Il n’y a rien d’extraordinaire pour un fils à adopter le métier du père.
Ce qui est, par contre, plus exceptionnel est de porter, sur les fronts baptismaux de son entrée dans le monde du 7ème art, un projet que son géniteur souhaitait adapter à l’écran depuis bien longtemps (*) Et de le faire au sein d’une matrice devenue garante de qualité depuis les chefs d’œuvre (**) qu’y a réalisés un exceptionnellement talentueux ascendant : les studios Ghibli.
Est-ce pour se sortir de ce lien doublement étouffant que Goro Miyazki débute son film par la scène d’un père tué par son fils ? Quoiqu’il s’en défende (« Les cahiers du cinéma » n° 616 page 17) il n’en reste pas moins vrai qu’en choisissant de privilégier les thèmes du parcours initiatique et du passage de flambeau, la question garde toute sa pertinence.
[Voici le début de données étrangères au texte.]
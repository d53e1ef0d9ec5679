pub mod token;
pub mod token_lifetime;

use chrono::{DateTime, Utc};
use serde::Serialize;
use thiserror::Error;
use tracing::instrument;

use crate::adapters::config::auth_config::AuthConfig;

use self::token::Claims;
use self::token_lifetime::{TokenLifetime, TokenLifetimeError};

#[derive(Error, Debug, Clone, PartialEq, Eq)]
pub enum AuthError {
    #[error("Invalid username or password")]
    InvalidCredentials,
    #[error("Missing bearer token")]
    MissingToken,
    #[error("Malformed token")]
    MalformedToken,
    #[error("Token signature mismatch")]
    InvalidSignature,
    #[error("Token expired")]
    Expired,
    #[error("Failed to sign token")]
    Signing,
}

#[derive(Debug, Clone, PartialEq, Eq, Serialize)]
#[serde(rename_all = "camelCase")]
pub struct IssuedToken {
    pub token: String,
    pub expires_in: String,
}

/// Static single-account login backed by signed, expiring tokens.
pub struct AuthService {
    username: String,
    password: String,
    secret: Vec<u8>,
    lifetime: TokenLifetime,
}

impl std::fmt::Debug for AuthService {
    fn fmt(&self, f: &mut std::fmt::Formatter<'_>) -> std::fmt::Result {
        f.debug_struct("AuthService")
            .field("username", &self.username)
            .field("lifetime", &self.lifetime)
            .finish()
    }
}

impl AuthService {
    pub fn new(config: &AuthConfig) -> Result<Self, TokenLifetimeError> {
        Ok(Self {
            username: config.username.clone(),
            password: config.password.clone(),
            secret: config.secret.as_bytes().to_vec(),
            lifetime: config.expires_in.parse()?,
        })
    }

    pub fn login(
        &self,
        username: Option<&str>,
        password: Option<&str>,
    ) -> Result<IssuedToken, AuthError> {
        self.login_at(username, password, Utc::now())
    }

    #[instrument(skip(self, password))]
    pub fn login_at(
        &self,
        username: Option<&str>,
        password: Option<&str>,
        now: DateTime<Utc>,
    ) -> Result<IssuedToken, AuthError> {
        if username != Some(self.username.as_str()) || password != Some(self.password.as_str()) {
            tracing::warn!("Rejected login attempt");
            return Err(AuthError::InvalidCredentials);
        }

        let issued_at = now.timestamp();
        let claims = Claims {
            username: self.username.clone(),
            iat: issued_at,
            exp: issued_at.saturating_add(self.lifetime.seconds()),
        };

        Ok(IssuedToken {
            token: token::sign(&claims, &self.secret)?,
            expires_in: self.lifetime.as_str().to_string(),
        })
    }

    pub fn verify(&self, token: Option<&str>) -> Result<Claims, AuthError> {
        self.verify_at(token, Utc::now())
    }

    pub fn verify_at(&self, token: Option<&str>, now: DateTime<Utc>) -> Result<Claims, AuthError> {
        let token = token
            .filter(|token| !token.is_empty())
            .ok_or(AuthError::MissingToken)?;
        token::decode(token, &self.secret, now.timestamp())
    }
}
Ursula K.Le Guin, dont la saga en 4 volumes (***), sert de plateforme inspirante aux aventures du Prince Arren, est La Grande Dame de la science-fiction qui a, de l’histoire du Monde, la vision d’une succession de crises et d’affrontements. Chacun de ces défis étant l’occasion d’un apprentissage visant à rétablir, à travers un équilibre individuel, une homéostasie collective.
Miyazaki partage l’approche humaniste et solidaire des rencontres selon Ursula K. Le Guin : ce n’est qu’à travers l’alliance d’Arren à un magicien et à une secrète jeune fille, que Cob, la sorcière en quête d’une vie éternelle, pourra être vaincue et l’univers remis d’aplomb.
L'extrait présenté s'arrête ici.